> **EXERCISE PROMPT**
Pull every line with "DocumentsVm" from the data below and copy it.

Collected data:
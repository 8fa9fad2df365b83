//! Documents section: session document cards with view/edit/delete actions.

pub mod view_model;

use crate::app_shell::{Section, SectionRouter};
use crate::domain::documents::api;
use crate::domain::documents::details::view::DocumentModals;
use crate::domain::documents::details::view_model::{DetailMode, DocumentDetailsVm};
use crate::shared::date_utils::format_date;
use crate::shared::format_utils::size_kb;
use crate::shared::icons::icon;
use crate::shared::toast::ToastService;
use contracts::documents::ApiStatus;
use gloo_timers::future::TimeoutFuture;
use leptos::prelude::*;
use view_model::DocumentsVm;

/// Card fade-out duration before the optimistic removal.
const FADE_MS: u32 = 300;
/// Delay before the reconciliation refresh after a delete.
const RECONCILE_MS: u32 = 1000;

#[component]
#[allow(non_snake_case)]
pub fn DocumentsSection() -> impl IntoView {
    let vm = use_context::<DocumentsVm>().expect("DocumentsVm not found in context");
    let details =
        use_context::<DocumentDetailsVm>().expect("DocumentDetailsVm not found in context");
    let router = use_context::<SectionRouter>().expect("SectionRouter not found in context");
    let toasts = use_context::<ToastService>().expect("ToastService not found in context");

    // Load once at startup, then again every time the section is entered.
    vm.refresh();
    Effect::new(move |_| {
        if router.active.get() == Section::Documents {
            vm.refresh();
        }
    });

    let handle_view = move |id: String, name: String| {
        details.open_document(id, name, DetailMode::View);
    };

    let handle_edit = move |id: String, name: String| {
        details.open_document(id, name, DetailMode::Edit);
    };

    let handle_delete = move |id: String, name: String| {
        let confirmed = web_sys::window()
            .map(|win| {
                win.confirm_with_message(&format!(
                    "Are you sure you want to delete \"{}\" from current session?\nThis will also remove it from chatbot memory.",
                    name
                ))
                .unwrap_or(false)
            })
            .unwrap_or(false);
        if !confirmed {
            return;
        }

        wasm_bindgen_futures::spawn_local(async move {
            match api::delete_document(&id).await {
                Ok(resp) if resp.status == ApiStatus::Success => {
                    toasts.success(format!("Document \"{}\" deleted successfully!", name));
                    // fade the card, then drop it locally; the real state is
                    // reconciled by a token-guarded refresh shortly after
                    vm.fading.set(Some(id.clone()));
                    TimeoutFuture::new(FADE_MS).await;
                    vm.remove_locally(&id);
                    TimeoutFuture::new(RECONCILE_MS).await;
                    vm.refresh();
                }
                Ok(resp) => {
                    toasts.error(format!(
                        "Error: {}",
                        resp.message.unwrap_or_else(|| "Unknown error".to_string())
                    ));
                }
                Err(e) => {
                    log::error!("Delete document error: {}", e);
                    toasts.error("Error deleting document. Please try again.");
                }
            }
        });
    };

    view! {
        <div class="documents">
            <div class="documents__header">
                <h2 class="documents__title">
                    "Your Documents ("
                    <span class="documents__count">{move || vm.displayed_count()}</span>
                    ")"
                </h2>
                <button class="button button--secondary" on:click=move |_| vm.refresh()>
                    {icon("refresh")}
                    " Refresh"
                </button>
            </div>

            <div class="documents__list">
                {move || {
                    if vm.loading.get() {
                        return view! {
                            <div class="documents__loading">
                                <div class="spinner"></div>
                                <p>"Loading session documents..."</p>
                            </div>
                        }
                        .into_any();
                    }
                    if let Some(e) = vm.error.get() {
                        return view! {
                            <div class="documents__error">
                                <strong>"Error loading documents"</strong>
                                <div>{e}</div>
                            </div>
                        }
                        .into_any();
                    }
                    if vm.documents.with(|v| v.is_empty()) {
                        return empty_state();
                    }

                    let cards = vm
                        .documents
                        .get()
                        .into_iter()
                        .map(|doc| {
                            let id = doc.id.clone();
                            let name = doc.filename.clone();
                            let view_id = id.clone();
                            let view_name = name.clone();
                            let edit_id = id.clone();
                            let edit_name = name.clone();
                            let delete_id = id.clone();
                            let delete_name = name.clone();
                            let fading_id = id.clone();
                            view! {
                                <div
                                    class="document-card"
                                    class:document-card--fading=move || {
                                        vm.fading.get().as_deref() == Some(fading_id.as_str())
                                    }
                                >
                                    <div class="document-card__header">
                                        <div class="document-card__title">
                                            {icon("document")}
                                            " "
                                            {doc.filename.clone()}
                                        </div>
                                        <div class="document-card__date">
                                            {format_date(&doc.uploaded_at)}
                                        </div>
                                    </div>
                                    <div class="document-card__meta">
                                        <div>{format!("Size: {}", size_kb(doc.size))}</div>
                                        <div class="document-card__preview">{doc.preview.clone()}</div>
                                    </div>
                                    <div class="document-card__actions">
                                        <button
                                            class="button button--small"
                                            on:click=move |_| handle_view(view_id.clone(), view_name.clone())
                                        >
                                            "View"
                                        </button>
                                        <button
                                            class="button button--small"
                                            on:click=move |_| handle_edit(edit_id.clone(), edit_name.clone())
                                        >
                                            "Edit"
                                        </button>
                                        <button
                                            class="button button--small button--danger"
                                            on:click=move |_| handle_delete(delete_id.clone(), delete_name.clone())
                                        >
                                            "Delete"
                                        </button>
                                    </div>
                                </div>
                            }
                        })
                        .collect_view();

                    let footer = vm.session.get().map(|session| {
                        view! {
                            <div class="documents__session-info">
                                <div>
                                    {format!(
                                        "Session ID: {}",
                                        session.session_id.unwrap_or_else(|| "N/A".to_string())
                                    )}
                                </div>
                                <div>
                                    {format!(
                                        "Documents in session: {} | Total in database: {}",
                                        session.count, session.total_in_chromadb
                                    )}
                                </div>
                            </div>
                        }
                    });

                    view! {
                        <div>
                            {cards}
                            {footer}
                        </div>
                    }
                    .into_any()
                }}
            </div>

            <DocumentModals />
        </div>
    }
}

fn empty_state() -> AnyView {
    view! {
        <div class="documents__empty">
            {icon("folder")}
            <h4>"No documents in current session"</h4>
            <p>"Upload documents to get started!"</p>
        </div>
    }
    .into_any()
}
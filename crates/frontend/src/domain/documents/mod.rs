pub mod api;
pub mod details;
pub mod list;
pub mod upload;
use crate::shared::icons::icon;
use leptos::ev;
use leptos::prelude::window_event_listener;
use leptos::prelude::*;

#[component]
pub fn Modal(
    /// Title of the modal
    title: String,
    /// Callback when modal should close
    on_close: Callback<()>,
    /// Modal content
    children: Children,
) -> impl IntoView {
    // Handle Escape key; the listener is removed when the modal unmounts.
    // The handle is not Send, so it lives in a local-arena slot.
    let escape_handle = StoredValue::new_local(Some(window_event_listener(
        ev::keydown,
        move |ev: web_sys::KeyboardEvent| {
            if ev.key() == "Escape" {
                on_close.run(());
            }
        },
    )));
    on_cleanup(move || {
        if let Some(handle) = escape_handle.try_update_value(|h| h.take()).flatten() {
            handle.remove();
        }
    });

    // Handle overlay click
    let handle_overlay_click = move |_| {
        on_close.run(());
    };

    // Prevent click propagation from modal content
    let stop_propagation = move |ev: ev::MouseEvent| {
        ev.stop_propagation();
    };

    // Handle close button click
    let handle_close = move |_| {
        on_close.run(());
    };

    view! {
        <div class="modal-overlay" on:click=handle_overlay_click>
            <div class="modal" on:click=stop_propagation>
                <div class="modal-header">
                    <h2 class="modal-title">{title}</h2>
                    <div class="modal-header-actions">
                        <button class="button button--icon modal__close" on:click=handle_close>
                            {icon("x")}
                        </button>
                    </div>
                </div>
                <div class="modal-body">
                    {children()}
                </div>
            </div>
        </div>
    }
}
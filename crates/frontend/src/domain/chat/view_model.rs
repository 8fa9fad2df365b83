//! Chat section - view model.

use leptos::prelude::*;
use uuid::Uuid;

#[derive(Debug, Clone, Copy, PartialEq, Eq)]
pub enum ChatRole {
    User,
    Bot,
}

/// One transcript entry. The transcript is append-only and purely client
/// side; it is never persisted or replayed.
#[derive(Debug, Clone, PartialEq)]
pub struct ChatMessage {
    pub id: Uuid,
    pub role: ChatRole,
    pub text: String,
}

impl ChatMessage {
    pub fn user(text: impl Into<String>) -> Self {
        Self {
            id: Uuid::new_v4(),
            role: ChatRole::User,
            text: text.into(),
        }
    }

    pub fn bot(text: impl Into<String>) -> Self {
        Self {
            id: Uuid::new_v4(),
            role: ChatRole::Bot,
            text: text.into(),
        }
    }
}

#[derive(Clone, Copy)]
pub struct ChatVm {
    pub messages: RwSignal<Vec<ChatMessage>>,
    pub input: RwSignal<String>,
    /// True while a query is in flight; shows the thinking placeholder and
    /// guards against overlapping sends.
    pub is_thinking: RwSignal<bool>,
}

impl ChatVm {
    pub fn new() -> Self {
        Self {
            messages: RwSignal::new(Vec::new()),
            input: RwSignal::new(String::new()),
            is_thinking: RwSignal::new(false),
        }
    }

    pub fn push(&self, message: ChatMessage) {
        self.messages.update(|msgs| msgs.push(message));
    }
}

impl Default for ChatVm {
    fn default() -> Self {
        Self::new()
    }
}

> **ANSWER BOX**
use view_model::DocumentsVm;
    let vm = use_context::<DocumentsVm>().expect("DocumentsVm not found in context");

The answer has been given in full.